Say goodbye to the yo-yo.
I want to start by saying that this is a slightly misleading title. Diets do work. They totally work. They help you get the weight off right? Exactly, so they work. But they also don’t work, because most of the time, the weight is off for a while, and then BAM! it’s back again, and this time it’s worse.
There are a number of reasons they don’t work.
1 – The results are only temporary. When you diet, you restrict your consumption for a period of time in order to achieve a result. The problem is that when you stop restricting your consumption, you’re back at square one. 95% of people who lose weight through dieting regain it within 1-5 years.
2 – Our body doesn’t like them. When we cut back on calories, our bodies perceive it as stress and work to conserve our fat, active inhibiting our weight loss.
3 – They suck. Do I need to get into this? Point 1, plus point 2 = sucky. If you work really hard, and hate your life essentially because you’re starving and progress is slow, and then once you stop all the weight comes back again, that would be kind of depressing.
4 – They don’t deal with the problem. When we’re overweight, our tendency is to think that the weight is the problem. The weight isn’t the problem, the thing that caused the weight gain is the problem: our eating habits. A diet gets rid of the weight yes, but it doesn’t actually address the way you eat so that you can avoid ending up in the same situation again.
5 – It can lead to potentially harmful behaviours. When weight loss is the goal, we have a tendency to become a little obsessive. We count calories down to decimal points and weigh everything. If we notice we’ve gained a pound instead of lost it, we punish ourselves. None of this is healthy behaviour. While it’s good to be aware of what we’re eating and how our bodies are doing, this is extreme. It’s especially extreme when you think that everyone’s weight fluctuates a little day to day, don’t freak about the scale!
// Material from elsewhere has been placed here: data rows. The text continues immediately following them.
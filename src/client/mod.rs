// src/client/mod.rs - Vendor client contract and factory
pub mod bambu;
pub mod octoprint;
pub mod prusa;

use async_trait::async_trait;
use serde::Serialize;

use crate::config::{PrinterConfig, ServiceConfig};
use crate::error::{ConfigError, ConnectionError};
use crate::status::{FileDescriptor, StatusSnapshot};

pub use bambu::BambuClient;
pub use octoprint::OctoPrintClient;
pub use prusa::PrusaClient;

/// The printer's API family. Determines which protocol client is built for
/// a configured printer.
#[derive(Debug, Clone, Copy, PartialEq, Eq, Serialize)]
#[serde(rename_all = "kebab-case")]
pub enum VendorKind {
    TelemetryMqtt,
    PollingHttp,
    PushHttp,
}

impl VendorKind {
    /// Parse a configured kind string. Unknown kinds return `None`; the
    /// caller decides whether that is a warning (supervisor) or an error
    /// (factory).
    pub fn parse(kind: &str) -> Option<Self> {
        match kind {
            "telemetry-mqtt" => Some(VendorKind::TelemetryMqtt),
            "polling-http" => Some(VendorKind::PollingHttp),
            "push-http" => Some(VendorKind::PushHttp),
            _ => None,
        }
    }

    pub fn as_str(self) -> &'static str {
        match self {
            VendorKind::TelemetryMqtt => "telemetry-mqtt",
            VendorKind::PollingHttp => "polling-http",
            VendorKind::PushHttp => "push-http",
        }
    }
}

/// Capability contract every vendor client implements. Any client is
/// substitutable anywhere a client is expected; the supervisor and
/// dispatcher only ever see this trait.
///
/// All methods normalize transport failures into [`ConnectionError`]; no
/// raw reqwest/rumqttc error escapes an implementation.
#[async_trait]
pub trait PrinterClient: Send + Sync {
    /// Establish the session. Idempotent: connecting while connected is a
    /// no-op returning success, without a second handshake.
    async fn connect(&self) -> Result<(), ConnectionError>;

    /// Release the session and any background tasks. Tolerant of being
    /// called while already disconnected; never fails.
    async fn disconnect(&self);

    /// Whether a live session currently exists.
    async fn is_connected(&self) -> bool;

    /// Latest known device state. Telemetry clients answer from the last
    /// pushed report; HTTP clients issue or reuse a bounded request.
    async fn get_status(&self) -> Result<StatusSnapshot, ConnectionError>;

    /// Files visible on the device, folders flattened into composed paths.
    async fn list_files(&self) -> Result<Vec<FileDescriptor>, ConnectionError>;

    /// `Ok(true)` only if the device acknowledged the command; a device-side
    /// conflict ("no active job") yields `Ok(false)`, never an error.
    async fn pause_print(&self) -> Result<bool, ConnectionError>;
    async fn resume_print(&self) -> Result<bool, ConnectionError>;
    async fn stop_print(&self) -> Result<bool, ConnectionError>;

    /// Camera capability probes. Fail soft: an unreachable capability
    /// endpoint means `false`/`None`, not an error.
    async fn has_camera(&self) -> bool;
    async fn camera_stream_url(&self) -> Option<String>;

    /// Whether the session lost a secondary capability (e.g. its push
    /// channel) and fell back to a lesser mode.
    async fn is_degraded(&self) -> bool {
        false
    }

    fn kind(&self) -> VendorKind;
}

/// Builds the right client for a configured printer. A trait so tests can
/// inject scripted clients through the same seam the supervisor uses.
pub trait ClientFactory: Send + Sync {
    fn create(&self, config: &PrinterConfig) -> Result<Box<dyn PrinterClient>, ConfigError>;
}

/// Production factory: validates the config for its kind and builds the
/// real vendor client.
pub struct DefaultClientFactory {
    service: ServiceConfig,
}

impl DefaultClientFactory {
    pub fn new(service: ServiceConfig) -> Self {
        Self { service }
    }
}

impl ClientFactory for DefaultClientFactory {
    fn create(&self, config: &PrinterConfig) -> Result<Box<dyn PrinterClient>, ConfigError> {
        let kind = VendorKind::parse(&config.kind).ok_or_else(|| ConfigError::UnsupportedKind {
            printer_id: config.id.clone(),
            kind: config.kind.clone(),
        })?;
        config.validate()?;

        match kind {
            VendorKind::TelemetryMqtt => Ok(Box::new(BambuClient::new(config, &self.service))),
            VendorKind::PollingHttp => Ok(Box::new(PrusaClient::new(config, &self.service)?)),
            VendorKind::PushHttp => Ok(Box::new(OctoPrintClient::new(config, &self.service)?)),
        }
    }
}

#[cfg(test)]
mod tests {
    use super::*;

    fn printer(kind: &str) -> PrinterConfig {
        PrinterConfig {
            id: "p1".into(),
            name: "Test".into(),
            kind: kind.into(),
            address: "10.0.0.5".into(),
            port: 80,
            use_https: false,
            access_code: Some("12345678".into()),
            serial_number: Some("01S00C123400001".into()),
            api_key: Some("key".into()),
            active: true,
        }
    }

    #[test]
    fn kind_parsing_round_trips() {
        for kind in [
            VendorKind::TelemetryMqtt,
            VendorKind::PollingHttp,
            VendorKind::PushHttp,
        ] {
            assert_eq!(VendorKind::parse(kind.as_str()), Some(kind));
        }
        assert_eq!(VendorKind::parse("resin-lcd"), None);
    }

    #[test]
    fn factory_builds_each_kind() {
        let factory = DefaultClientFactory::new(ServiceConfig::default());
        for kind in ["telemetry-mqtt", "polling-http", "push-http"] {
            let client = factory.create(&printer(kind)).unwrap();
            assert_eq!(client.kind().as_str(), kind);
        }
    }

    #[test]
    fn factory_rejects_unknown_kind() {
        let factory = DefaultClientFactory::new(ServiceConfig::default());
        assert!(matches!(
            factory.create(&printer("laser-engraver")).err().unwrap(),
            ConfigError::UnsupportedKind { .. }
        ));
    }

    #[test]
    fn factory_rejects_missing_credentials() {
        let factory = DefaultClientFactory::new(ServiceConfig::default());
        let mut config = printer("telemetry-mqtt");
        config.access_code = None;
        assert!(matches!(
            factory.create(&config).err().unwrap(),
            ConfigError::MissingField { field: "access_code", .. }
        ));
    }
}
Okay, so now that I’ve waffled on about why your diet doesn’t work, what can you do instead?
Go long. Think about the rest of your life (yes, I realise that’s a really long time). Think about how you want to feel for the rest of your life, what you’d like your life to look like, what things are important to you, vital vs preferable. Now find a way of eating that works with that. Be willing to make compromises, but remember that these are long term compromises.
Don’t try and ‘put a band aid on it’. Address the real issue. Look at the reason behind your weight gain. Are you unhappy? Is it that your bored? Are you just exhausted and too tired to think about what you’re eating? Or is it just that you don’t realise that a plain white bagel contains 400 calories but won’t keep you full and will send your sugar levels on a quick spike.
Educate yourself. Like I said, there is no quick fix. You have to be willing to find out about food. Learn about nutrients. Nothing too complicated, just the basics about carbohydrates, fat and protein. Experiment with food and see how your body reacts to figure out how it affects you. Make sure you feel full, not stuffed after each meal.
Give it time. This is a lifestyle you’re developing, so it’s going to take time. Be patient with yourself, give yourself time to figure stuff out, and don’t panic if you don’t see results right away.
Enjoy it. If you’re doing this for the rest of the life, it can’t suck. You need to find ways to enjoy it. Whether that’s buying new cookbooks and trying new recipes, or experimenting with eating more frequently, make sure you don’t hate it.